If you’re a father, pay attention (obviously) to what you hear and find a meaningful tagline that you can come back to again and again with the kids in order to make a point. It’s a recurrent phrase or short sentence that makes a point, a rhetorical bumper sticker that you can – with sufficient repetition – hopefully tack onto the kid’s mental bumper for further use as he or she goes through life. Such a phrase that I’ve adopted for the past eight years is The house that Barney built.
The phrase is meaningless for anybody else out there and even for two of my own kids, but it’s a phrase that has significant meaning for Middle, who first heard it while in fourth grade and then shared it with me one evening after he heard it. Middle is an arts person, an individual who finds greater meaning in e.e. cummings than in how to perform algebra. He’s now en route to his freshman year in college to pursue a degree in the performing arts and our response, after a deep breath, is to encourage him and support him in this pursuit. That said, it was clear years ago that he’d follow this kind of path and I subsequently made it a point to discuss the practical and monetary side of that kind of life to help clarify what issues and life he might encounter.
The phrase The house that Barney built was something said to him in his first stage production. After years of requests, we acquiesced in his fourth grade year to let him audition for a professional stage production of Oliver! and to our pleasure, he made the cast. The role of Fagin was played by a professional actor named Barry Pearl, and he was – from everything we heard from Middle and others – a wonderful person with whom to work; he also portrayed a great Fagin. But through the various evening practices, he’d find time to chat with the other cast members and impart some professional knowledge to the youngsters, many of whom were enthralled with the notion of performing on stage. As Middle related to me later that evening on the way home from rehearsal, Pearl had engaged in a conversation on the practical aspects of acting, most especially the handling of money. Earlier in his career, he’d been cast as a regular on Barney as Professor Tinkerputt and it gave him a steady income for a period of years. It was during this stint that he took the money that he’d made and put it to paying for a house, a place that he’d be able to reside without having to worry about constantly having to handle a mortgage with what can be a problematic cashflow between acting gigs. He described it to the group as the house that Barney built and it was a phrase that struck Middle enough that he related it to me verbatim that evening. Since I’m always on the lookout for taglines that support the lessons that I’m trying to teach – and there are certain taglines for each – this was a wonderful turn of phrase that I immediately put away for future reference.
The phrase is a wonderfully curt response to the want/need confusion that’s been perfected through the past four or so decades by the Madison Avenue apostles. Our children – hell, sometimes even us – have fallen to the notion that you can indeed have it all and that the want is sometimes as important as the need. If you don’t necessarily have the assets available to get what you want, you can always borrow a bit more to get it and that way lies the path to debt servitude. After all, the financial press noted some years ago in a moment of drink-the-kool-aid idiocy that credit is the new liquidity. The reality is that’s akin to ignoring your own tap when you want a drink of water and instead spending your own money to purchase that water. No, wait…never mind. That’s how far along on the crazy train we’ve now come, something unrecognizable to our great-grandparents’ generation.

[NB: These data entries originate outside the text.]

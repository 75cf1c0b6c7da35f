//! Currency conversion
//!
//! Sending amounts arrive in an arbitrary currency; card balances are held
//! in the settlement currency. Conversion happens once, at transfer
//! creation, and the result is frozen into the transfer record.

pub mod converter;
pub mod feed;

pub use converter::{Conversion, CurrencyConverter};
pub use feed::{HttpRateFeed, RateFeed, RateQuote, StaticRateFeed};
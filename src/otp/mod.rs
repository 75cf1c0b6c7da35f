//! One-time codes
//!
//! Issues a 6-digit confirmation code, seals it for storage and verifies
//! candidates against the sealed form. The plaintext exists only between
//! `issue` and `dispatch`; it is never persisted and never logged.

pub mod delivery;

pub use delivery::{CodeDelivery, DeliveryError, TelegramDelivery};

use argon2::Argon2;
use argon2::password_hash::{
    PasswordHash, PasswordHasher, PasswordVerifier, SaltString, rand_core::OsRng,
};
use rand::Rng;
use std::sync::Arc;
use tracing::{debug, warn};

use crate::transfer::error::TransferError;

/// Placeholder written to any log surface instead of a real code
pub const MASKED_CODE: &str = "******";

pub struct OtpIssuer {
    delivery: Arc<dyn CodeDelivery>,
}

impl OtpIssuer {
    /// The delivery sink (and with it the destination) is injected here;
    /// there is no default destination.
    pub fn new(delivery: Arc<dyn CodeDelivery>) -> Self {
        Self { delivery }
    }

    /// Uniform random code in [100000, 999999]
    pub fn issue(&self) -> String {
        let code: u32 = rand::thread_rng().gen_range(100_000..=999_999);
        code.to_string()
    }

    /// Salted one-way hash of the code (argon2, PHC string)
    pub fn seal(&self, code: &str) -> Result<String, TransferError> {
        let salt = SaltString::generate(&mut OsRng);
        let hash = Argon2::default()
            .hash_password(code.as_bytes(), &salt)
            .map_err(|e| TransferError::Internal(format!("failed to seal code: {}", e)))?;
        Ok(hash.to_string())
    }

    /// Verify a candidate against a sealed code. Constant-time by
    /// construction; an unparseable stored hash verifies as false.
    pub fn verify(&self, candidate: &str, sealed: &str) -> bool {
        match PasswordHash::new(sealed) {
            Ok(parsed) => Argon2::default()
                .verify_password(candidate.as_bytes(), &parsed)
                .is_ok(),
            Err(_) => false,
        }
    }

    /// Hand the plaintext to the delivery sink on a spawned task.
    ///
    /// Fire-and-forget: a failed delivery is logged and never fails the
    /// transfer that triggered it.
    pub fn dispatch(&self, code: String, ext_id: String) {
        let delivery = Arc::clone(&self.delivery);
        tokio::spawn(async move {
            let text = format!("Your confirmation code: {}", code);
            match delivery.deliver(&text).await {
                Ok(()) => debug!(ext_id = %ext_id, code = MASKED_CODE, "OTP delivered"),
                Err(e) => {
                    warn!(ext_id = %ext_id, code = MASKED_CODE, error = %e, "OTP delivery failed")
                }
            }
        });
    }
}
//! Transfer Error Types
//!
//! The single error taxonomy for the card-to-card transfer flow. Every
//! variant maps to a stable machine-readable code plus the numeric RPC code
//! the API contract promises.

use thiserror::Error;

use crate::card::ValidationError;

/// Transfer error types
///
/// Messages never carry unmasked card numbers or OTP plaintext.
#[derive(Error, Debug, Clone, PartialEq)]
pub enum TransferError {
    // === Sender validation ===
    #[error("Sender card not found")]
    SenderNotFound,

    #[error("Sender card expired")]
    SenderExpired,

    #[error("Sender card is not active")]
    SenderInactive,

    #[error("SMS is not connected for the sender card")]
    SmsNotConnected,

    #[error("Phone number does not match the sender card")]
    PhoneMismatch,

    #[error("Insufficient balance")]
    InsufficientBalance,

    // === Receiver validation ===
    #[error("Receiver card not found")]
    ReceiverNotFound,

    #[error("Receiver card is not valid")]
    ReceiverInvalid,

    #[error("Receiver card expired")]
    ReceiverExpired,

    #[error("SMS is not connected for the receiver card")]
    ReceiverSmsNotConnected,

    // === Card lookup ===
    #[error("Card not found")]
    CardNotFound,

    // === Request shape ===
    #[error("{0}")]
    Validation(#[from] ValidationError),

    #[error("Amount must be greater than zero")]
    InvalidAmount,

    #[error("Amount precision exceeds 2 decimal places")]
    PrecisionOverflow,

    // === Conversion ===
    #[error("Exchange rate not found for currency {0}")]
    RateUnavailable(String),

    // === Idempotency ===
    #[error("Transfer with this ext_id already exists")]
    Duplicate,

    // === Confirmation ===
    #[error("Transfer not found")]
    TransferNotFound,

    #[error("Confirmation attempts exceeded")]
    AttemptsExceeded,

    #[error("Wrong confirmation code")]
    InvalidCode,

    #[error("Operation is not valid for the current transfer state")]
    InvalidState,

    #[error("Insufficient balance to confirm the transfer")]
    InsufficientFunds,

    // === Cancellation ===
    #[error("Transfer is not confirmed, nothing to cancel")]
    NotConfirmed,

    #[error("Transfer already cancelled")]
    AlreadyCancelled,

    #[error("Receiver balance is insufficient to refund")]
    InsufficientFundsToRefund,

    // === System ===
    #[error("Conflicting concurrent update")]
    Conflict,

    #[error("Database error: {0}")]
    Storage(String),

    #[error("Internal system error: {0}")]
    Internal(String),
}

impl TransferError {
    /// Get the error code for API responses
    pub fn code(&self) -> &'static str {
        match self {
            TransferError::SenderNotFound => "SENDER_NOT_FOUND",
            TransferError::SenderExpired => "SENDER_EXPIRED",
            TransferError::SenderInactive => "SENDER_INACTIVE",
            TransferError::SmsNotConnected => "SMS_NOT_CONNECTED",
            TransferError::PhoneMismatch => "PHONE_MISMATCH",
            TransferError::InsufficientBalance => "INSUFFICIENT_BALANCE",
            TransferError::ReceiverNotFound => "RECEIVER_NOT_FOUND",
            TransferError::ReceiverInvalid => "RECEIVER_INVALID",
            TransferError::ReceiverExpired => "RECEIVER_EXPIRED",
            TransferError::ReceiverSmsNotConnected => "RECEIVER_SMS_NOT_CONNECTED",
            TransferError::CardNotFound => "CARD_NOT_FOUND",
            TransferError::Validation(_) => "VALIDATION_FAILURE",
            TransferError::InvalidAmount => "INVALID_AMOUNT",
            TransferError::PrecisionOverflow => "PRECISION_OVERFLOW",
            TransferError::RateUnavailable(_) => "RATE_UNAVAILABLE",
            TransferError::Duplicate => "DUPLICATE_EXT_ID",
            TransferError::TransferNotFound => "TRANSFER_NOT_FOUND",
            TransferError::AttemptsExceeded => "ATTEMPTS_EXCEEDED",
            TransferError::InvalidCode => "INVALID_CODE",
            TransferError::InvalidState => "INVALID_STATE",
            TransferError::InsufficientFunds => "INSUFFICIENT_FUNDS",
            TransferError::NotConfirmed => "NOT_CONFIRMED",
            TransferError::AlreadyCancelled => "ALREADY_CANCELLED",
            TransferError::InsufficientFundsToRefund => "INSUFFICIENT_FUNDS_TO_REFUND",
            TransferError::Conflict => "CONFLICT",
            TransferError::Storage(_) => "STORAGE_ERROR",
            TransferError::Internal(_) => "INTERNAL_ERROR",
        }
    }

    /// Numeric code carried in RPC error responses.
    ///
    /// 123 for an already-cancelled transfer is part of the public contract,
    /// odd as it looks next to the HTTP-shaped neighbours.
    pub fn rpc_code(&self) -> i32 {
        match self {
            TransferError::SenderNotFound
            | TransferError::ReceiverNotFound
            | TransferError::CardNotFound
            | TransferError::TransferNotFound => 404,
            TransferError::SenderExpired
            | TransferError::SenderInactive
            | TransferError::SmsNotConnected
            | TransferError::PhoneMismatch
            | TransferError::InsufficientBalance
            | TransferError::ReceiverInvalid
            | TransferError::ReceiverExpired
            | TransferError::ReceiverSmsNotConnected
            | TransferError::Validation(_)
            | TransferError::InvalidAmount
            | TransferError::PrecisionOverflow
            | TransferError::RateUnavailable(_)
            | TransferError::InvalidCode
            | TransferError::InvalidState
            | TransferError::InsufficientFunds
            | TransferError::NotConfirmed
            | TransferError::InsufficientFundsToRefund => 400,
            TransferError::Duplicate | TransferError::Conflict => 409,
            TransferError::AttemptsExceeded => 429,
            TransferError::AlreadyCancelled => 123,
            TransferError::Storage(_) | TransferError::Internal(_) => 500,
        }
    }

    /// Message safe to return to the caller. Internal failures are reported
    /// opaquely; everything else displays as-is (already mask-safe).
    pub fn public_message(&self) -> String {
        match self {
            TransferError::Storage(_) | TransferError::Internal(_) => {
                "Internal error".to_string()
            }
            other => other.to_string(),
        }
    }
}

impl From<sqlx::Error> for TransferError {
    fn from(e: sqlx::Error) -> Self {
        TransferError::Storage(e.to_string())
    }
}

impl From<anyhow::Error> for TransferError {
    fn from(e: anyhow::Error) -> Self {
        TransferError::Internal(e.to_string())
    }
}

#[cfg(test)]
mod tests {
    use super::*;

    #[test]
    fn test_error_codes() {
        assert_eq!(TransferError::SenderNotFound.code(), "SENDER_NOT_FOUND");
        assert_eq!(
            TransferError::InsufficientBalance.code(),
            "INSUFFICIENT_BALANCE"
        );
        assert_eq!(TransferError::Duplicate.code(), "DUPLICATE_EXT_ID");
        assert_eq!(TransferError::AttemptsExceeded.code(), "ATTEMPTS_EXCEEDED");
    }

    #[test]
    fn test_rpc_codes() {
        assert_eq!(TransferError::SenderNotFound.rpc_code(), 404);
        assert_eq!(TransferError::TransferNotFound.rpc_code(), 404);
        assert_eq!(TransferError::InvalidCode.rpc_code(), 400);
        assert_eq!(TransferError::Duplicate.rpc_code(), 409);
        assert_eq!(TransferError::AttemptsExceeded.rpc_code(), 429);
        assert_eq!(TransferError::AlreadyCancelled.rpc_code(), 123);
        assert_eq!(TransferError::Storage("x".into()).rpc_code(), 500);
    }

    #[test]
    fn test_public_message_hides_internals() {
        let e = TransferError::Storage("connection refused to 10.0.0.5".into());
        assert_eq!(e.public_message(), "Internal error");
        assert_eq!(
            TransferError::InvalidCode.public_message(),
            "Wrong confirmation code"
        );
    }

    #[test]
    fn test_validation_error_folds_in() {
        let v = ValidationError::InvalidLength {
            field: "card_number",
            expected: "16 digits",
            actual: 12,
        };
        let e: TransferError = v.into();
        assert_eq!(e.code(), "VALIDATION_FAILURE");
        assert_eq!(e.rpc_code(), 400);
    }

    #[test]
    fn test_display() {
        let err = TransferError::InsufficientBalance;
        assert_eq!(err.to_string(), "Insufficient balance");
    }
}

It’s a phrase that isn’t used often, but has been trotted out through the ensuing years as we’ve talked. It was the other Saturday morning that it finally made it’s way out again as he and I sat in the living room with cups of coffee and talked money. Recently, it seems as if that’s sometimes all I discuss and it’s unfortunate that it appears that way. But my point in the discussion was that he was entering a profession that while it could be immensely fulfilling, it could also be financially insecure. I believe that the present system – monetary and political – is insupportable and that the change will certainly occur in the next number of years. I also believe that while the word change comes across on a page as a sterile, unexciting event, the reality will be far more fearful and problematic and that belief colors what I want the kids to learn; after all, my job is ultimately to prepare them to make their way in the world as productive and moral adults and that’s not necessarily what the general system seems to want to teach the kids.
Decide what the most important lessons that you want your children to learn. Spend time in conversation with them as much as possible when they’re younger because once they begin to plug into the matrix, your window for discussion with them will narrow considerably. Decide on your tagline, that rhetorical bumper-sticker that you return to again and again and if it’s from somebody or somewhere else that has an impact on them, then don’t worry about ownership but grab it and stuff in your bag-of-tricks for reference. Because someday, that might be all that you need to say in a pinch to get a point across.